- [Your objective]
Copy all lines below that use the word "rxns".

- [Dataset extract]
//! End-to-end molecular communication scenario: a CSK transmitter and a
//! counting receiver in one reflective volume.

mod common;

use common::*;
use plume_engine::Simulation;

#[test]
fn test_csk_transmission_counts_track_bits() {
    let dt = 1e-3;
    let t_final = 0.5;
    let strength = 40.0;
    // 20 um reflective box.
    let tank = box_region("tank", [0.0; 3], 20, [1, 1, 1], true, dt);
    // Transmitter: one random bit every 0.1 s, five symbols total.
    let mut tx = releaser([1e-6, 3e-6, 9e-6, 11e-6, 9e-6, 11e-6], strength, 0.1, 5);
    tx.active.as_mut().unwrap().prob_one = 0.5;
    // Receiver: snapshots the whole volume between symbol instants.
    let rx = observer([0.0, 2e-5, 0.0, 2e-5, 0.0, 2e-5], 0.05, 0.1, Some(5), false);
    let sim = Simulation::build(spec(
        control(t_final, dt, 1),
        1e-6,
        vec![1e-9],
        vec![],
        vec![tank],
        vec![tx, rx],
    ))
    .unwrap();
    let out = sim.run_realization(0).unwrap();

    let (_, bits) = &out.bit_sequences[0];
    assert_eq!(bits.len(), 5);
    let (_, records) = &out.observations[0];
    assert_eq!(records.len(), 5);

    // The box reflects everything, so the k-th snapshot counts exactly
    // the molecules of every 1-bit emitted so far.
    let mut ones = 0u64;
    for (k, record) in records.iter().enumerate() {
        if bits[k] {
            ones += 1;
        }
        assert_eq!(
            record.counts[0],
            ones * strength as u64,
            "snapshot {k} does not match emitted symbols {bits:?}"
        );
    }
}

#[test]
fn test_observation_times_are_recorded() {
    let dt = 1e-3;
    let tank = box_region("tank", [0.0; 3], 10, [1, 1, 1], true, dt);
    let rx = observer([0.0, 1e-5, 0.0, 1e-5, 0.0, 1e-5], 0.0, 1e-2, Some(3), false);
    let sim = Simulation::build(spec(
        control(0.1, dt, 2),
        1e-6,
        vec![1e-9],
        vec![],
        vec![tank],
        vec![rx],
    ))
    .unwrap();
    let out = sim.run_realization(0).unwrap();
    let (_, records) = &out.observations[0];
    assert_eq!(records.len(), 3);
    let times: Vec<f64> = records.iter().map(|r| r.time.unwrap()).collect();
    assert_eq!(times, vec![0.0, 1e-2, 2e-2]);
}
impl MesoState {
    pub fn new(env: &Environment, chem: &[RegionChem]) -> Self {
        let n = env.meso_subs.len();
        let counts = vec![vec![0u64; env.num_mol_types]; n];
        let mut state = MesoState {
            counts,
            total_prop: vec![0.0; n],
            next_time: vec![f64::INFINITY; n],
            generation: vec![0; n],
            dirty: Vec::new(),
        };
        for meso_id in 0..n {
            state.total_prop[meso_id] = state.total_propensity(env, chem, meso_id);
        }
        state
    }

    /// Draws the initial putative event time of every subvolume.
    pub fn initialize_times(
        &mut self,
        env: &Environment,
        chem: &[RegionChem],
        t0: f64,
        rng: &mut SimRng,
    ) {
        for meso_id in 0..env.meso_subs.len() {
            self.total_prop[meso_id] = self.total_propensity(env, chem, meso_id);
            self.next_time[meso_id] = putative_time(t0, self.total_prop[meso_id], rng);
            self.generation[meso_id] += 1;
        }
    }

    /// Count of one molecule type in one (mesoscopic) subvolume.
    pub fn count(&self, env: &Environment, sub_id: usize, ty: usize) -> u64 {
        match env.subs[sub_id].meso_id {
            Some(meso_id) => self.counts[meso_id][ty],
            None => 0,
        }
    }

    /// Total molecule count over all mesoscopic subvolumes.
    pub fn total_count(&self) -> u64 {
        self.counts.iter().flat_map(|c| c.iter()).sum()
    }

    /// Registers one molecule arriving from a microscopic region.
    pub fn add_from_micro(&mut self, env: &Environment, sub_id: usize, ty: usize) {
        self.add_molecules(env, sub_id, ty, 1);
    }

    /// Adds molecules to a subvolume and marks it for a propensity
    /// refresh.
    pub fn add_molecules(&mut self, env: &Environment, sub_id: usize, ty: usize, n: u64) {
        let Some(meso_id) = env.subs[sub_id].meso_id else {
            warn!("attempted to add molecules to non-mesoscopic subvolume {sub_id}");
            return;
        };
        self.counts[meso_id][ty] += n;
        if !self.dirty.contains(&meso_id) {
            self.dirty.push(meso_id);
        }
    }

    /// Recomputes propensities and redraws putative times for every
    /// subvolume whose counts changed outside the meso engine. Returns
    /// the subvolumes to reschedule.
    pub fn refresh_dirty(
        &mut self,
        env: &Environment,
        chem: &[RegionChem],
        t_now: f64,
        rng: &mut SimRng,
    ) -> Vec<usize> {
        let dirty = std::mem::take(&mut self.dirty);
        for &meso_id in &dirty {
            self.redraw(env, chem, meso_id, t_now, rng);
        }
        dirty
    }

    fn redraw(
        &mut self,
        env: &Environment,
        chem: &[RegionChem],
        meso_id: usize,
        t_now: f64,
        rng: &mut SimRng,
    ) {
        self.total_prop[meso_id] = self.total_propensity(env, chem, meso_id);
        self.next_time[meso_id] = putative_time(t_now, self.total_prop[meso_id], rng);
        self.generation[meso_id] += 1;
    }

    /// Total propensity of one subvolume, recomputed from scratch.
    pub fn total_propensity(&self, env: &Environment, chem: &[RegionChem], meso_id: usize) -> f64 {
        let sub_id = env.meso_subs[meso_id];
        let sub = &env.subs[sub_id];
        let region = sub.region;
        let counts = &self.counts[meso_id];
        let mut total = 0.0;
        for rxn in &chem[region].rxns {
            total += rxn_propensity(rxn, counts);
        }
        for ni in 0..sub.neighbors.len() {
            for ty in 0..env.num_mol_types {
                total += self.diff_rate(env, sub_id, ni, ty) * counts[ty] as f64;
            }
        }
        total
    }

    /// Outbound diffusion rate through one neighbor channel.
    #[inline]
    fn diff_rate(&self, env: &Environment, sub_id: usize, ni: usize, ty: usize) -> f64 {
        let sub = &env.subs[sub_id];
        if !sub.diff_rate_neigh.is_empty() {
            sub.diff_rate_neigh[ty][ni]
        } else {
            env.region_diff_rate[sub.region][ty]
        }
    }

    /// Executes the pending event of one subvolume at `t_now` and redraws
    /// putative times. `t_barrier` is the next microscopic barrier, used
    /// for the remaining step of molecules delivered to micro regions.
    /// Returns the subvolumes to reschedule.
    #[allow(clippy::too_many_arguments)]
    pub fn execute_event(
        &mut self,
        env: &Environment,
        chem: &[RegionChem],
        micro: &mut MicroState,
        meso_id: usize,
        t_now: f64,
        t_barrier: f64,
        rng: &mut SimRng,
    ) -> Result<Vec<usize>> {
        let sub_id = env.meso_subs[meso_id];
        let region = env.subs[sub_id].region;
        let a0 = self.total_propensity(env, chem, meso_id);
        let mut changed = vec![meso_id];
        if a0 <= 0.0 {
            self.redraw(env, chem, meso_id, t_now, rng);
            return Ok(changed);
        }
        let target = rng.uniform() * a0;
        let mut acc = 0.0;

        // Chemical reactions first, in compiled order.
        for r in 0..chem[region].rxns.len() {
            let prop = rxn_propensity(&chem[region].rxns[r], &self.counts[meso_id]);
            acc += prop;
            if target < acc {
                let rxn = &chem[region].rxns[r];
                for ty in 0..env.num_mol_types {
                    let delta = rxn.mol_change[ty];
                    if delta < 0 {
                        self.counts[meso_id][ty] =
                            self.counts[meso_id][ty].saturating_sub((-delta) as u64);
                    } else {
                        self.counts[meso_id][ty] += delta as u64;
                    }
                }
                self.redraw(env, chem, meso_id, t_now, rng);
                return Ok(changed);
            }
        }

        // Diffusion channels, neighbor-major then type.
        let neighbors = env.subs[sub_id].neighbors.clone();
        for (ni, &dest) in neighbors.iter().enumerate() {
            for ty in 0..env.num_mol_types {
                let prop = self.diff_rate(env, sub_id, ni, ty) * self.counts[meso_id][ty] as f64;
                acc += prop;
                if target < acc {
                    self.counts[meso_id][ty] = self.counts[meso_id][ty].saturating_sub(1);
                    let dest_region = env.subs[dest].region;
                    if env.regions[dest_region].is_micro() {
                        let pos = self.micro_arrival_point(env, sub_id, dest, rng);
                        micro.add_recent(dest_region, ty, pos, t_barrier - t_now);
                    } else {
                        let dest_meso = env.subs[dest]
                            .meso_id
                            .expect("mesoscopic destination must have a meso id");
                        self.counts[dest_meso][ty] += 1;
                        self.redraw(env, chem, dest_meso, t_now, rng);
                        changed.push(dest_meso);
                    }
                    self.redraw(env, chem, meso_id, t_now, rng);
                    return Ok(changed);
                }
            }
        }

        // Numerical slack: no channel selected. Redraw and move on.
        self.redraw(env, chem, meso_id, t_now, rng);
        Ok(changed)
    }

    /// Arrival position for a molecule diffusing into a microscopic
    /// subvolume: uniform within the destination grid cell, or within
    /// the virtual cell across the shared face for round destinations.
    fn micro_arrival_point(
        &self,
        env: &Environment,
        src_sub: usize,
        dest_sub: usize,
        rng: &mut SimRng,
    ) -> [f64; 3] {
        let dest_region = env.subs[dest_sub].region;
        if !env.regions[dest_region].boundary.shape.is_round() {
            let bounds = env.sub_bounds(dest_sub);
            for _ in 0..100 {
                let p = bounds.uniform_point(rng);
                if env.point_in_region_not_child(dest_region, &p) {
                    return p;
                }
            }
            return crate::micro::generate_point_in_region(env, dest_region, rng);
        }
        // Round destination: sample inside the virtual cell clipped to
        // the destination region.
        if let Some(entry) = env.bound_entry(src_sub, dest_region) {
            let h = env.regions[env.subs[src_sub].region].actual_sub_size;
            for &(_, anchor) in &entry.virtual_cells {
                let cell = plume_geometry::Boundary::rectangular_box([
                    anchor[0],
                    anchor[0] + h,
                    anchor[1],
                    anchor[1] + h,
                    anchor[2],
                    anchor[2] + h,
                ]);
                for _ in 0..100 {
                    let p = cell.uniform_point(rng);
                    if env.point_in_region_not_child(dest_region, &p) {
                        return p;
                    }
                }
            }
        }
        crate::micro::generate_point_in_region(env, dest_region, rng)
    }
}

- [Finished task]
        for rxn in &chem[region].rxns {
        for r in 0..chem[region].rxns.len() {
            let prop = rxn_propensity(&chem[region].rxns[r], &self.counts[meso_id]);
                let rxn = &chem[region].rxns[r];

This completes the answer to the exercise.